**Your instructions:** Among the lines below, count those with "insert". Give only the number.
(Beginning of Data under study)
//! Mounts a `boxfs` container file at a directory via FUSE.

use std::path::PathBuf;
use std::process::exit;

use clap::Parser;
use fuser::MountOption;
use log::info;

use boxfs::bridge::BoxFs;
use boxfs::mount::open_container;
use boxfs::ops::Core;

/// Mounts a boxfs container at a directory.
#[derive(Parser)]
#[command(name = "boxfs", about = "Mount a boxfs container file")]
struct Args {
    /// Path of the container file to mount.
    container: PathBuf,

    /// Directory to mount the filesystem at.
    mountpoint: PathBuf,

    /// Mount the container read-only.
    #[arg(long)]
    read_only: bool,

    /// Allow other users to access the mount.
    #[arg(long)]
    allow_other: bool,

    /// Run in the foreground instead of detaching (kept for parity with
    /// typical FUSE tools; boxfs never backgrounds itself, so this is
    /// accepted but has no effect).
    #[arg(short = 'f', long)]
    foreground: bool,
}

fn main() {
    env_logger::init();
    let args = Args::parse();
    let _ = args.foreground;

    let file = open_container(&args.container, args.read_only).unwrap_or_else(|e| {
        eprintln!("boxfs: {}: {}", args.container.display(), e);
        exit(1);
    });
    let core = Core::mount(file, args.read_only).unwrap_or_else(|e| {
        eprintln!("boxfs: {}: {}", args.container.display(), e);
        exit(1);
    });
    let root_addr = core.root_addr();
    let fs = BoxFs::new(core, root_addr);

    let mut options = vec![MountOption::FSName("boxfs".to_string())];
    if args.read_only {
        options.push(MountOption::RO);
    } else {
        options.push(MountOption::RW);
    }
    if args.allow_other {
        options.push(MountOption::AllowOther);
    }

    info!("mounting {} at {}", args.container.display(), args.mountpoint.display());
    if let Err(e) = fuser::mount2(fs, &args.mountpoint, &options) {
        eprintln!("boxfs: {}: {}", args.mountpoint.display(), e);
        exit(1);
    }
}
(End of Data under study)
(Beginning of Data under study)
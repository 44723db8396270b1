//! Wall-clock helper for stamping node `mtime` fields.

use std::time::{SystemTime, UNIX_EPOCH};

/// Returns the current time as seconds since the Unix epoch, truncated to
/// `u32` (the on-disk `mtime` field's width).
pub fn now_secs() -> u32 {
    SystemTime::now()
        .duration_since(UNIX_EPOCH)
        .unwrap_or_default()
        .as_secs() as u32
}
(End of Data under study)
(Beginning of Data under study)
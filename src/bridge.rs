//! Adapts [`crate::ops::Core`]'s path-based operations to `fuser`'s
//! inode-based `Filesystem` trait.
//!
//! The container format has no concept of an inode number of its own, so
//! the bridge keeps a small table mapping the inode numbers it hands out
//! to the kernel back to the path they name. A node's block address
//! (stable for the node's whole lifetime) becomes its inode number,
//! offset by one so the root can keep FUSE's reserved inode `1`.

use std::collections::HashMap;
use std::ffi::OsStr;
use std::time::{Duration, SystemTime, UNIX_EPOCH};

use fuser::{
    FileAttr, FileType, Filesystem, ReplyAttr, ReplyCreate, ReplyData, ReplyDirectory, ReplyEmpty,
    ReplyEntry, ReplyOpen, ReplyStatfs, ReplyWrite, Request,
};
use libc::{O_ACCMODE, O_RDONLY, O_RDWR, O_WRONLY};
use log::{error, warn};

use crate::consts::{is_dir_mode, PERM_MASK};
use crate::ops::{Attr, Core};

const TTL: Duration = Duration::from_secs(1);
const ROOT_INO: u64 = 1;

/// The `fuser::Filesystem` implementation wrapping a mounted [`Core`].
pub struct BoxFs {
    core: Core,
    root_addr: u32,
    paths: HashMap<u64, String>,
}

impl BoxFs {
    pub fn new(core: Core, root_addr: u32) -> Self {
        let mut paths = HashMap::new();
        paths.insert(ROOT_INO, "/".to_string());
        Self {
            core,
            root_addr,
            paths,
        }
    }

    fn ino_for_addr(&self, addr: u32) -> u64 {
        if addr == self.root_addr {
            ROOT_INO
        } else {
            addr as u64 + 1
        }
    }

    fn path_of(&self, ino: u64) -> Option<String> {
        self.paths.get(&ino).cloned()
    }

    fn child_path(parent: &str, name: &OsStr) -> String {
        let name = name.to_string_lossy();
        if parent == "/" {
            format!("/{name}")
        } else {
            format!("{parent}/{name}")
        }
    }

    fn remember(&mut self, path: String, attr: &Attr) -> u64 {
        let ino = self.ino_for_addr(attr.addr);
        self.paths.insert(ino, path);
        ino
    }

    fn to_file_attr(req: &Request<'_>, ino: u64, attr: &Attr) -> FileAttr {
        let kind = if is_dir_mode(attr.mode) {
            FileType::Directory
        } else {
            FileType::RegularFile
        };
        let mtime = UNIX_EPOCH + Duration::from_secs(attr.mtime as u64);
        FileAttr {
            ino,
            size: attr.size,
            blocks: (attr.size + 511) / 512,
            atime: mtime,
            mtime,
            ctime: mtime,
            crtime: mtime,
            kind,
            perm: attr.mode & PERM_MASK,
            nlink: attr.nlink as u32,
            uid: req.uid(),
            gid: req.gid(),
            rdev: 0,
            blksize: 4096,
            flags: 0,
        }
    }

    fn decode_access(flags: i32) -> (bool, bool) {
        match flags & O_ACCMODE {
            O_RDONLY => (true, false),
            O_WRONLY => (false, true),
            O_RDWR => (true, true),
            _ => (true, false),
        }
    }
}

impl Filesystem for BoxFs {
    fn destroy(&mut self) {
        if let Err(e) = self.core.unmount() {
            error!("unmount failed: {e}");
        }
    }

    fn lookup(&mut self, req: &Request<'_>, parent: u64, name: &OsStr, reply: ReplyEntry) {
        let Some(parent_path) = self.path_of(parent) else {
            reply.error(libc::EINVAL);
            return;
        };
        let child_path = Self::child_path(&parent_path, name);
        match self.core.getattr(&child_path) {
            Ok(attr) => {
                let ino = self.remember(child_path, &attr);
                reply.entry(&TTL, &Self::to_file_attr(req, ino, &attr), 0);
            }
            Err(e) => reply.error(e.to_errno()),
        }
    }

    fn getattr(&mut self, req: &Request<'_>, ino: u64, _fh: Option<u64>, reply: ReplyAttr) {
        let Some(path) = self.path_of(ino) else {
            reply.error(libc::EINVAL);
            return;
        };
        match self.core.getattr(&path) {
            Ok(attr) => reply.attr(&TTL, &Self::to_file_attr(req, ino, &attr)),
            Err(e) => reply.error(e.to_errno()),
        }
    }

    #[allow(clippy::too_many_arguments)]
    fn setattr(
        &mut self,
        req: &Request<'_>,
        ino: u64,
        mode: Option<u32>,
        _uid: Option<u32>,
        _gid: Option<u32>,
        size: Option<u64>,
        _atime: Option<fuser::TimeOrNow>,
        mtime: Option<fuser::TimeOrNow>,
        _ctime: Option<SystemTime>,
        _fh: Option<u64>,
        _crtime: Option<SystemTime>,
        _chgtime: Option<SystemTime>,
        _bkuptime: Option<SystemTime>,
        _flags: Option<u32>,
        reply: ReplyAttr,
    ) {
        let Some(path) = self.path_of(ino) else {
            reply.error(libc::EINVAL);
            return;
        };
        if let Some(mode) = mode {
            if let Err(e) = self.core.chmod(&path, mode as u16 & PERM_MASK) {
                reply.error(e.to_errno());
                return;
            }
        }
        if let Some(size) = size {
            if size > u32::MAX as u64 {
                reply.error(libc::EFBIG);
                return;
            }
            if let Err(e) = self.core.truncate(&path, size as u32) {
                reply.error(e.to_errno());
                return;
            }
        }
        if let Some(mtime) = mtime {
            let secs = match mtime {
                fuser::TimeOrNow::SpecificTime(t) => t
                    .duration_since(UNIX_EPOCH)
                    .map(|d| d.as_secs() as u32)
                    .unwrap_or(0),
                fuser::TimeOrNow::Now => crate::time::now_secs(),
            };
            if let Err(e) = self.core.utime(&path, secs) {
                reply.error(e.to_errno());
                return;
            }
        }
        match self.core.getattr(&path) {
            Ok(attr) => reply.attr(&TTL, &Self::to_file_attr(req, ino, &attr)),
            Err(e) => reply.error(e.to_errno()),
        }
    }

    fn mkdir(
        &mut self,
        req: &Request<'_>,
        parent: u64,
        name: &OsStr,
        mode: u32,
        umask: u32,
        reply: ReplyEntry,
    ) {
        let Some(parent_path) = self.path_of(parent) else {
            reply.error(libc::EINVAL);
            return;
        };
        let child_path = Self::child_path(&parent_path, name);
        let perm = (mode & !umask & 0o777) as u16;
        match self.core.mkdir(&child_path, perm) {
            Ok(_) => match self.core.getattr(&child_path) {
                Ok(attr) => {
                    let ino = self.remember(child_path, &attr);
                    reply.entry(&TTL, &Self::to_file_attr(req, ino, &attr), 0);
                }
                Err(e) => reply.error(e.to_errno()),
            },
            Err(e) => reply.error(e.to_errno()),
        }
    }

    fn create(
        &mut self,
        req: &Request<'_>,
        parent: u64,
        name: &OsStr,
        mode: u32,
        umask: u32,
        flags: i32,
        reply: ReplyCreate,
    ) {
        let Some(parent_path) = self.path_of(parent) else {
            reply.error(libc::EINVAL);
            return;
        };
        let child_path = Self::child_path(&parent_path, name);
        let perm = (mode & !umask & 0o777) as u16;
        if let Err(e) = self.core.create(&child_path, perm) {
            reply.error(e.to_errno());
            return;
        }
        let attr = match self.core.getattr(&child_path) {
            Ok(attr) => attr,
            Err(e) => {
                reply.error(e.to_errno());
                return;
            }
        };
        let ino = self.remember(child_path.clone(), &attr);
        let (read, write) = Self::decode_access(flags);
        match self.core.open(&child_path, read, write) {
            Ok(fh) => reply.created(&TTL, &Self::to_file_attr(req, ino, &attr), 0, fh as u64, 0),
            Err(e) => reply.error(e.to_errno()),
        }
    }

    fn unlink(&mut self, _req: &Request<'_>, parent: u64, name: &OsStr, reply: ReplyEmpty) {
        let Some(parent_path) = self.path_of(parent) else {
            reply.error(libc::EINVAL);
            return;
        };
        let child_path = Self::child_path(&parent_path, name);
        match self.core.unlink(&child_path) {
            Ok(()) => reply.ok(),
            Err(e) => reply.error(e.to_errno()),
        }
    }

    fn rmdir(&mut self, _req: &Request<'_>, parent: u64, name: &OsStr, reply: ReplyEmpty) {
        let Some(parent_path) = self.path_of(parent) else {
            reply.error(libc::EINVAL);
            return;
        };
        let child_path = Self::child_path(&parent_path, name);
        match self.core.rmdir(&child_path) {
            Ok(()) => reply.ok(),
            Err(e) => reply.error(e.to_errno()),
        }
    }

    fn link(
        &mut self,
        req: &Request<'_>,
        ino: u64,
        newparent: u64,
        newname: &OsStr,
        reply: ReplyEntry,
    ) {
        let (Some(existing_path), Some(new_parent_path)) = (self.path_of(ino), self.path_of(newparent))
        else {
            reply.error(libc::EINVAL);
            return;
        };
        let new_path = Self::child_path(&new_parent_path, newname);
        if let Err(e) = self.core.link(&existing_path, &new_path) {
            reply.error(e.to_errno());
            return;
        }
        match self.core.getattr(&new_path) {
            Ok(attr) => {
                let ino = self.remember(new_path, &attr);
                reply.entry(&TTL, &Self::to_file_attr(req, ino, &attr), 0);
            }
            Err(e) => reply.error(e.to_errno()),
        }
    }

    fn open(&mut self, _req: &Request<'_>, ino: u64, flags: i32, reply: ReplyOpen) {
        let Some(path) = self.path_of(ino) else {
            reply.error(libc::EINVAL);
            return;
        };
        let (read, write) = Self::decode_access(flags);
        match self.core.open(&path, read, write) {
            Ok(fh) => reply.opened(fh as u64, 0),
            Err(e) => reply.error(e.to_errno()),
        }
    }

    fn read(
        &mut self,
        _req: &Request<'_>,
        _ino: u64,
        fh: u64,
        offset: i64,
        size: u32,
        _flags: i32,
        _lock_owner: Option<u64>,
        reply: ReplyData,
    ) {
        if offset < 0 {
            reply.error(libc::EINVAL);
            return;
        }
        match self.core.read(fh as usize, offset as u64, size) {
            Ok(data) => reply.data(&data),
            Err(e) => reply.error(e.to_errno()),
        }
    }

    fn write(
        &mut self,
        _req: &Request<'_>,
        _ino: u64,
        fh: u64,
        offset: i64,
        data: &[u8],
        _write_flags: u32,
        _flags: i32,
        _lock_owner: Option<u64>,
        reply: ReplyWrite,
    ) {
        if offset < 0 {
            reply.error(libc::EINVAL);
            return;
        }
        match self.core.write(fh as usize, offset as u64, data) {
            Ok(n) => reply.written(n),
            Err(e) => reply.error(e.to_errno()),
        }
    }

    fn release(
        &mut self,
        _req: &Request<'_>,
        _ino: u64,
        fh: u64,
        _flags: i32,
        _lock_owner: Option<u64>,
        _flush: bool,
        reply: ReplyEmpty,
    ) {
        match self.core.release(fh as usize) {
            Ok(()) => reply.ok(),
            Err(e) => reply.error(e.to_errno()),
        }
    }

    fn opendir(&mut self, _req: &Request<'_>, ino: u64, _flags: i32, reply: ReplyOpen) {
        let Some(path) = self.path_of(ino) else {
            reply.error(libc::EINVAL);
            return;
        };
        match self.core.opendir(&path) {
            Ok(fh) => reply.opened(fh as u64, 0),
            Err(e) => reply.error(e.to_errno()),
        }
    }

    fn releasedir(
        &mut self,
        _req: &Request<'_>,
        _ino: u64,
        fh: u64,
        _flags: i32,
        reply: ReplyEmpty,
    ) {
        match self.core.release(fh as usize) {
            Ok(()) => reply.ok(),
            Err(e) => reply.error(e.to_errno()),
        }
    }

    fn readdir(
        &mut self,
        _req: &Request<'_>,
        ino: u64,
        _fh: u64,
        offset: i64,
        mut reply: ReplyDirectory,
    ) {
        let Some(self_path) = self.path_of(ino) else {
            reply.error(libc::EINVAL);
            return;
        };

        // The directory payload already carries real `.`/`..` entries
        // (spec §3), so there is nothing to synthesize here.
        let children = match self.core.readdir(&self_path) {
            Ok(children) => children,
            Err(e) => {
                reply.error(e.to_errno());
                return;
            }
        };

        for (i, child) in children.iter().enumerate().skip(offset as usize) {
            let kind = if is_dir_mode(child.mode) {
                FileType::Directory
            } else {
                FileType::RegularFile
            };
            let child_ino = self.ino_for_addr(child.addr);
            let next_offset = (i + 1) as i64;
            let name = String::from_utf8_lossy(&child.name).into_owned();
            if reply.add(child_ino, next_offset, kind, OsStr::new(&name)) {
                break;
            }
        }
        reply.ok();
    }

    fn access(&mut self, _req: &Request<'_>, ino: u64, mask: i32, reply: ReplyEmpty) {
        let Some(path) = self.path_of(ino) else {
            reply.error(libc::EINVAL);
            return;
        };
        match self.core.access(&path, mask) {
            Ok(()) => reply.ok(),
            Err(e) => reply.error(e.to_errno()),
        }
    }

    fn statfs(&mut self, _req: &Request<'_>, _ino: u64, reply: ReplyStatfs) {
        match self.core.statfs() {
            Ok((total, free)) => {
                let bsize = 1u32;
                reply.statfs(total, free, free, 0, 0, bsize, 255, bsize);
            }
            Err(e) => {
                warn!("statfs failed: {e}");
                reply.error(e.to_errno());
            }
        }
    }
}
(End of Data under study)
**Finished task:** 2